The American Nurses Association (ANA) has published an update to its Brain Protection Guide, urging all nurses to wear face masks when in contact with their patients.
It also advises against taking long-term aspirin or ibuprofen.
The guideline also advises all nurses and other healthcare professionals to have their blood pressure checked at least once a week.
“We believe that it is important to be alert to potential risks associated with a stroke,” said ANA President and CEO Dr Lisa Whelan.
“Our current guidelines have not always been followed and may have contributed to the rapid spread of this condition in the last year.”
While the update recommends that nurses use a mask if they have a stroke, it also warns that “it is important for all of us to be aware of the potential risks of this stroke”.
“The current guidelines are not good enough and we need to make changes that are consistent with current research,” Dr Whelans said.
“While we recognise that there are risks to the patient and healthcare provider, we believe that the current guidelines can be better than nothing at all.”

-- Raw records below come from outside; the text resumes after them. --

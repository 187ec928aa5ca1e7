//! # Device
//!
//! The root of the engine: static identity, peer table, routing table,
//! session index, rate limiter, buffer pool, the bounded queues between
//! stages, and the long-lived tasks that run them. Everything else holds
//! non-owning handles back to structures owned here.

use std::collections::HashMap;
use std::io;
use std::net::{SocketAddr, UdpSocket};
use std::sync::atomic::{AtomicBool, AtomicU32, Ordering};
use std::sync::Arc;
use std::thread::{self, JoinHandle};
use std::time::Duration;

use crossbeam_channel::{bounded, Receiver, Sender};
use log::{debug, info};
use parking_lot::{Mutex, RwLock};

use crate::buffer::BufferPool;
use crate::handshake as pump;
use crate::index::SessionIndex;
use crate::keypair::KeyPair;
use crate::peer::Peer;
use crate::queue::{
    Evict, HandshakeElement, InboundElement, QUEUE_DECRYPTION_SIZE, QUEUE_HANDSHAKE_SIZE,
    QUEUE_INBOUND_SIZE,
};
use crate::ratelimit::RateLimiter;
use crate::receive;
use crate::routing::RoutingTable;
use crate::send;
use crate::tun::TunDevice;
use burrow_protocol::{CookieChecker, SessionKeys, StaticKeys, KEY_SIZE};

/// Tunables for a device
#[derive(Debug, Clone, Copy)]
pub struct DeviceConfig {
    /// Parallel decryption workers; 0 picks a value from the host's
    /// available parallelism
    pub decryption_workers: usize,
}

impl Default for DeviceConfig {
    fn default() -> Self {
        Self {
            decryption_workers: 0,
        }
    }
}

/// The engine root. Create with [`Device::new`], start the tasks with
/// [`Device::up`], tear down with [`Device::stop`].
pub struct Device {
    pub(crate) static_keys: RwLock<Option<StaticKeys>>,
    pub(crate) cookie_checker: Mutex<Option<CookieChecker>>,
    pub(crate) peers: RwLock<HashMap<[u8; KEY_SIZE], Arc<Peer>>>,
    pub(crate) routing: RoutingTable,
    pub(crate) index: SessionIndex,
    pub(crate) rate_limiter: RateLimiter,
    pub(crate) pool: BufferPool,

    pub(crate) socket: RwLock<Option<Arc<UdpSocket>>>,
    pub(crate) listen_port: Mutex<u16>,
    pub(crate) fwmark: AtomicU32,
    pub(crate) tun: Arc<dyn TunDevice>,

    pub(crate) queue_handshake_tx: Sender<HandshakeElement>,
    pub(crate) queue_handshake_rx: Receiver<HandshakeElement>,
    pub(crate) queue_decryption_tx: Sender<Arc<InboundElement>>,
    pub(crate) queue_decryption_rx: Receiver<Arc<InboundElement>>,
    pub(crate) queue_inbound_tx: Sender<Arc<InboundElement>>,
    pub(crate) queue_inbound_rx: Receiver<Arc<InboundElement>>,

    pub(crate) under_load: AtomicBool,
    pub(crate) running: AtomicBool,
    stop_tx: Mutex<Option<Sender<()>>>,
    pub(crate) stop_rx: Receiver<()>,
    threads: Mutex<Vec<JoinHandle<()>>>,
    config: DeviceConfig,
}

impl Device {
    /// Create a device around a tunnel interface. No tasks run until
    /// [`Device::up`]; no socket exists until a listen port is set.
    pub fn new(tun: Arc<dyn TunDevice>, config: DeviceConfig) -> Arc<Self> {
        let (queue_handshake_tx, queue_handshake_rx) = bounded(QUEUE_HANDSHAKE_SIZE);
        let (queue_decryption_tx, queue_decryption_rx) = bounded(QUEUE_DECRYPTION_SIZE);
        let (queue_inbound_tx, queue_inbound_rx) = bounded(QUEUE_INBOUND_SIZE);
        let (stop_tx, stop_rx) = bounded(0);

        Arc::new(Self {
            static_keys: RwLock::new(None),
            cookie_checker: Mutex::new(None),
            peers: RwLock::new(HashMap::new()),
            routing: RoutingTable::new(),
            index: SessionIndex::new(),
            rate_limiter: RateLimiter::new(),
            pool: BufferPool::new(),
            socket: RwLock::new(None),
            listen_port: Mutex::new(0),
            fwmark: AtomicU32::new(0),
            tun,
            queue_handshake_tx,
            queue_handshake_rx,
            queue_decryption_tx,
            queue_decryption_rx,
            queue_inbound_tx,
            queue_inbound_rx,
            under_load: AtomicBool::new(false),
            running: AtomicBool::new(true),
            stop_tx: Mutex::new(Some(stop_tx)),
            stop_rx,
            threads: Mutex::new(Vec::new()),
            config,
        })
    }

    /// Spawn the long-lived tasks: receive demultiplexer, decryption
    /// workers, handshake pump, tunnel writer, tunnel reader, load monitor
    pub fn up(self: &Arc<Self>) {
        let mut threads = self.threads.lock();
        if !threads.is_empty() {
            return;
        }

        let workers = match self.config.decryption_workers {
            0 => thread::available_parallelism()
                .map(|n| n.get())
                .unwrap_or(2)
                .min(8),
            n => n,
        };

        threads.push(self.spawn(receive::run_receiver));
        for _ in 0..workers {
            threads.push(self.spawn(receive::run_decryption));
        }
        threads.push(self.spawn(pump::run_handshake));
        threads.push(self.spawn(receive::run_tun_writer));
        threads.push(self.spawn(send::run_tun_reader));
        threads.push(self.spawn(receive::run_load_monitor));

        info!("device up ({} decryption workers)", workers);
    }

    fn spawn(self: &Arc<Self>, f: fn(Arc<Device>)) -> JoinHandle<()> {
        let device = Arc::clone(self);
        thread::spawn(move || f(device))
    }

    /// Broadcast stop and wait for every task to exit. The device cannot be
    /// restarted afterwards.
    pub fn stop(&self) {
        self.running.store(false, Ordering::Release);
        self.stop_tx.lock().take();

        for handle in self.threads.lock().drain(..) {
            let _ = handle.join();
        }

        // recycle in-flight buffers; evicting inbound elements also opens
        // their latches so no sequential receiver stays parked on one
        while let Ok(elem) = self.queue_decryption_rx.try_recv() {
            elem.evict(&self.pool);
        }
        while let Ok(elem) = self.queue_inbound_rx.try_recv() {
            elem.evict(&self.pool);
        }
        while let Ok(elem) = self.queue_handshake_rx.try_recv() {
            elem.evict(&self.pool);
        }

        let peers: Vec<Arc<Peer>> = self.peers.read().values().cloned().collect();
        for peer in peers {
            peer.shutdown();
            while let Ok(elem) = peer.inbound_rx.try_recv() {
                elem.evict(&self.pool);
            }
        }

        *self.socket.write() = None;
        info!("device stopped");
    }

    // ═══════════════════════════════════════════════════════════════════
    // IDENTITY AND SOCKET
    // ═══════════════════════════════════════════════════════════════════

    /// Install or clear the static private key. Rebuilds the cookie state
    /// and invalidates every in-flight handshake.
    pub fn set_private_key(&self, key: Option<[u8; KEY_SIZE]>) {
        {
            let mut keys = self.static_keys.write();
            let mut checker = self.cookie_checker.lock();
            match key {
                Some(private) => {
                    let keys_new = StaticKeys::from_private(private);
                    *checker = Some(CookieChecker::new(keys_new.public()));
                    *keys = Some(keys_new);
                }
                None => {
                    *keys = None;
                    *checker = None;
                }
            }
        }

        // sessions derived under the old identity die with it
        let peers: Vec<Arc<Peer>> = self.peers.read().values().cloned().collect();
        for peer in peers {
            for keypair in peer.keypairs.lock().clear() {
                self.index.remove(keypair.local_index);
            }
            let mut handshake = peer.handshake.lock();
            let index = handshake.local_index();
            if index != 0 {
                self.index.remove_if_stale(index);
            }
            handshake.clear();
        }
    }

    /// The device's static public key, if a private key is set
    pub fn public_key(&self) -> Option<[u8; KEY_SIZE]> {
        self.static_keys.read().as_ref().map(|k| *k.public())
    }

    /// Bind (or rebind) the UDP socket. Port 0 picks an ephemeral port;
    /// the resolved port is returned and reported by `get`.
    pub fn set_listen_port(&self, port: u16) -> io::Result<u16> {
        let mut socket_guard = self.socket.write();
        let mut port_guard = self.listen_port.lock();

        if socket_guard.is_some() && port != 0 && *port_guard == port {
            return Ok(port);
        }

        let socket = UdpSocket::bind(("0.0.0.0", port))?;
        socket.set_read_timeout(Some(Duration::from_secs(1)))?;
        let actual = socket.local_addr()?.port();

        *socket_guard = Some(Arc::new(socket));
        *port_guard = actual;
        info!("listening on port {}", actual);
        Ok(actual)
    }

    /// The bound port, 0 when no socket exists
    pub fn listen_port(&self) -> u16 {
        *self.listen_port.lock()
    }

    /// Send a datagram out the device socket
    pub(crate) fn send_udp(&self, data: &[u8], dest: SocketAddr) -> io::Result<usize> {
        let socket = self.socket.read().clone();
        match socket {
            Some(socket) => socket.send_to(data, dest),
            None => Err(io::Error::new(
                io::ErrorKind::NotConnected,
                "no udp socket bound",
            )),
        }
    }

    // ═══════════════════════════════════════════════════════════════════
    // PEER TABLE
    // ═══════════════════════════════════════════════════════════════════

    /// Look up a peer by its static public key
    pub fn find_peer(&self, public_key: &[u8; KEY_SIZE]) -> Option<Arc<Peer>> {
        self.peers.read().get(public_key).cloned()
    }

    /// Create a peer and spawn its sequential receiver
    pub fn new_peer(self: &Arc<Self>, public_key: [u8; KEY_SIZE]) -> Arc<Peer> {
        let peer = Peer::new(public_key);

        let device = Arc::clone(self);
        let task_peer = Arc::clone(&peer);
        let handle = thread::spawn(move || receive::run_peer_receiver(device, task_peer));
        *peer.thread.lock() = Some(handle);

        self.peers
            .write()
            .insert(public_key, Arc::clone(&peer));
        debug!("{} created", peer.log_id());
        peer
    }

    /// Remove a peer: its prefixes, its indexed key-pairs, its task
    pub fn remove_peer(&self, public_key: &[u8; KEY_SIZE]) {
        let peer = self.peers.write().remove(public_key);
        if let Some(peer) = peer {
            self.cleanup_peer(&peer);
            debug!("{} removed", peer.log_id());
        }
    }

    /// Remove every peer (control `replace_peers`)
    pub fn remove_all_peers(&self) {
        let peers: Vec<Arc<Peer>> = {
            let mut map = self.peers.write();
            map.drain().map(|(_, peer)| peer).collect()
        };
        for peer in &peers {
            self.cleanup_peer(peer);
        }
    }

    fn cleanup_peer(&self, peer: &Arc<Peer>) {
        self.routing.remove_peer(peer);
        for keypair in peer.keypairs.lock().clear() {
            self.index.remove(keypair.local_index);
        }
        {
            let mut handshake = peer.handshake.lock();
            let index = handshake.local_index();
            if index != 0 {
                self.index.remove_if_stale(index);
            }
            handshake.clear();
        }
        peer.shutdown();
        while let Ok(elem) = peer.inbound_rx.try_recv() {
            elem.evict(&self.pool);
        }
    }

    /// Number of configured peers
    pub fn peer_count(&self) -> usize {
        self.peers.read().len()
    }

    // ═══════════════════════════════════════════════════════════════════
    // KEY LIFECYCLE
    // ═══════════════════════════════════════════════════════════════════

    /// Find the peer whose in-flight handshake owns a receiver id; used for
    /// handshake responses and cookie replies addressed to us
    pub(crate) fn lookup_handshake_peer(&self, index: u32) -> Option<Arc<Peer>> {
        let peers = self.peers.read();
        peers
            .values()
            .find(|peer| peer.handshake.lock().local_index() == index)
            .cloned()
    }

    /// Wrap freshly derived session keys into a key-pair, install it in the
    /// peer's `next` slot and index it
    pub(crate) fn install_key_pair(&self, peer: &Arc<Peer>, session: SessionKeys) {
        let keypair = Arc::new(KeyPair::new(session));
        self.index.set_key_pair(keypair.local_index, &keypair);
        let displaced = peer.keypairs.lock().install_next(Arc::clone(&keypair));
        if let Some(old) = displaced {
            self.index.remove(old.local_index);
        }
    }

    /// Whether the under-load gate is currently engaged
    pub fn is_under_load(&self) -> bool {
        self.under_load.load(Ordering::Acquire)
    }
}

impl std::fmt::Debug for Device {
    fn fmt(&self, f: &mut std::fmt::Formatter<'_>) -> std::fmt::Result {
        f.debug_struct("Device")
            .field("peers", &self.peer_count())
            .field("listen_port", &self.listen_port())
            .finish_non_exhaustive()
    }
}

The update was published in the March issue of the American College of Cardiology’s Journal of the Royal College of Physicians.
Dr Whelanyan said that there were many reasons for nurses to not wear face mask, including the risks of infection, the fact that they wear masks can make the condition more visible, and that some of the masks were made in other countries.
“Some people have been using masks for decades, and some of those masks are made in China,” she said.
“If you have an infection or have a problem that could be transmitted to others, there is a good chance that your face mask could not be as effective as it could be.”
Nurse-in-training to help with nursing homes’ safetyMs Whelaens said that nursing homes are increasingly using nurses as their first line of defence, but that this approach is not always necessary.
“It is the first line,” she explained.
“The nurse is in the first position.
They are first responders.
The patient may have other medical issues and we are there to provide some assistance and help.”
Dr Wherallaans said that while there is no shortage of nurses, there are also a lot of problems nurses face.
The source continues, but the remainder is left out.